Accueil → 2003/10/16, 08h15
Écrire en français: un sport à risque
Je m'interroge souvent sur les raisons qui font que je publie plus souvent en anglais. Ma langue natale est le français. Je suis en faveur des structures politiques qui protègent cette langue. J'aime la culture francophone.
Une cause probable de cet état de fait est que je produit en général du contenu technique et que les termes sont d'abord anglais. Les nouveautés technologiques dans mon domaine ont tendance n'être traduites que plus tard. Ou encore, ayant passé les 10 premières années à travailler en informatique dans des milieux anglophones en Ontario, il m'est difficile de changer ma langue de travail depuis mon retour au Québec.

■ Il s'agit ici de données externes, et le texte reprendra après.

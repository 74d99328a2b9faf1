use rust_decimal::Decimal;
use serde::{Deserialize, Serialize};
use std::time::Duration;
use uuid::Uuid;

use super::{map_transport_error, read_json, GatewayError, InitiateOutcome, StatusOutcome};
use crate::config::PalmPesaConfig;
use crate::models::PaymentStatus;

/// Collection client for gateway B (PalmPesa). Same shape as Lipwa but a
/// different wire format and a POST-based status endpoint.
#[derive(Clone)]
pub struct PalmPesaClient {
    http: reqwest::Client,
    config: PalmPesaConfig,
}

#[derive(Debug, Serialize)]
struct PayViaMobileRequest<'a> {
    user_id: &'a str,
    name: &'a str,
    email: &'a str,
    phone: &'a str,
    amount: Decimal,
    transaction_id: &'a str,
    address: &'a str,
    postcode: &'a str,
    buyer_uuid: String,
}

#[derive(Debug, Deserialize)]
struct PayViaMobileResponse {
    #[serde(default)]
    success: bool,
    order_id: Option<String>,
    message: Option<String>,
}

#[derive(Debug, Serialize)]
struct OrderStatusRequest<'a> {
    order_id: &'a str,
}

#[derive(Debug, Deserialize)]
struct OrderStatusResponse {
    status: String,
}

#[derive(Debug, Deserialize)]
pub struct PalmPesaCallback {
    pub order_id: String,
    pub status: String,
}

impl PalmPesaClient {
    pub fn new(config: PalmPesaConfig, timeout: Duration) -> anyhow::Result<Self> {
        let http = reqwest::Client::builder().timeout(timeout).build()?;
        Ok(PalmPesaClient { http, config })
    }

    pub async fn initiate(
        &self,
        phone: &str,
        amount: Decimal,
        client_reference: &str,
        payer_name: &str,
        payer_email: &str,
    ) -> Result<InitiateOutcome, GatewayError> {
        let url = self
            .config
            .base_url
            .join("pay-via-mobile")
            .map_err(|e| GatewayError::Connect(e.to_string()))?;

        let request = PayViaMobileRequest {
            user_id: client_reference,
            name: payer_name,
            email: payer_email,
            phone,
            amount,
            transaction_id: client_reference,
            address: "Dar es Salaam",
            postcode: "0000",
            buyer_uuid: Uuid::new_v4().to_string(),
        };

        let response = self
            .http
            .post(url)
            .bearer_auth(&self.config.api_token)
            .json(&request)
            .send()
            .await
            .map_err(map_transport_error)?;

        let body: PayViaMobileResponse = read_json(response).await?;

        if body.success {
            let reference = body.order_id.ok_or_else(|| GatewayError::NonJson {
                snippet: "success response without order_id".to_string(),
            })?;
            Ok(InitiateOutcome {
                gateway_reference: reference,
                description: body.message.unwrap_or_else(|| "Accepted".to_string()),
            })
        } else {
            Err(GatewayError::Declined {
                status: 400,
                message: body
                    .message
                    .unwrap_or_else(|| "Payment request was not accepted".to_string()),
            })
        }
    }

    pub async fn order_status(&self, order_id: &str) -> Result<StatusOutcome, GatewayError> {
        let url = self
            .config
            .base_url
            .join("order-status")
            .map_err(|e| GatewayError::Connect(e.to_string()))?;

        let response = self
            .http
            .post(url)
            .bearer_auth(&self.config.api_token)
            .json(&OrderStatusRequest { order_id })
            .send()
            .await
            .map_err(map_transport_error)?;

        let body: OrderStatusResponse = read_json(response).await?;
        Ok(StatusOutcome {
            status: normalize_status(&body.status),
            raw_status: body.status,
        })
    }
}

pub fn normalize_status(raw: &str) -> PaymentStatus {
    match raw.to_ascii_lowercase().as_str() {
        "success" | "completed" => PaymentStatus::Success,
        "failed" | "cancelled" => PaymentStatus::Failed,
        _ => PaymentStatus::Pending,
    }
}

#[cfg(test)]
mod tests {
    use super::*;

    #[test]
    fn order_status_vocabulary_normalizes() {
        assert_eq!(normalize_status("COMPLETED"), PaymentStatus::Success);
        assert_eq!(normalize_status("success"), PaymentStatus::Success);
        assert_eq!(normalize_status("FAILED"), PaymentStatus::Failed);
        assert_eq!(normalize_status("cancelled"), PaymentStatus::Failed);
        assert_eq!(normalize_status("processing"), PaymentStatus::Pending);
    }

    #[test]
    fn declined_initiation_surfaces_gateway_message() {
        let body = r#"{"success": false, "message": "Insufficient float"}"#;
        let parsed: PayViaMobileResponse = serde_json::from_str(body).unwrap();
        assert!(!parsed.success);
        assert_eq!(parsed.message.as_deref(), Some("Insufficient float"));
    }
}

Mais aujourd'hui, j'ai trouvé une autre raison à ce manque: Écrire en français, c'est difficile et les lecteurs cherchent les fautes. C'est un peu comme si les structures qui protègent ma langue s'étaient reproduites chez nous, les individus, et lors de la lecture d'un texte en français, nous devenons des agents au service de ces structures. Je réalise ceci en lisant un article du cybercodeur. Un des lecteurs a envoyé un commentaire (recherchez 2003.10.15 @ 2:48 par Un usenaute) simplement pour indiquer ce qu'il croit être une faute de français. Et la moitié des commentaires de cet article (en date d'aujourd'hui) concernent la langue plutôt que le contenu.
Publier en français nécessite d'être attentif autant au sens qu'aux mots pour le dire.
Quand j'écris en anglais, je ne ressens pas cette pression sociale d'être parfait. Il me semble que je ne lis jamais de commentaires sur la langue sur les weblogs anglophones. Ceci est peut-être dû à l'importance de l'anglais: L'anglais est tellement répandu que beaucoup de non-anglophones comme moi publient en anglais avec les imperfections qui en découlent. La qualité de l'anglais est donc moins importante que la masse de contenu qu'on retrouve.
Écrire en français, c'est une autre histoire. Beaucoup de site en français montrent une certaine fierté à être en français. Ce faisant, ils se créent une certaine pression à produire des textes sans faute. Le contenant devient alors plus important que le contenu.
À mon avis donc, et paradoxalement, notre langue aura fait du chemin quand autant francophones que non-francophones ne craindront plus d'utiliser un français imparfait.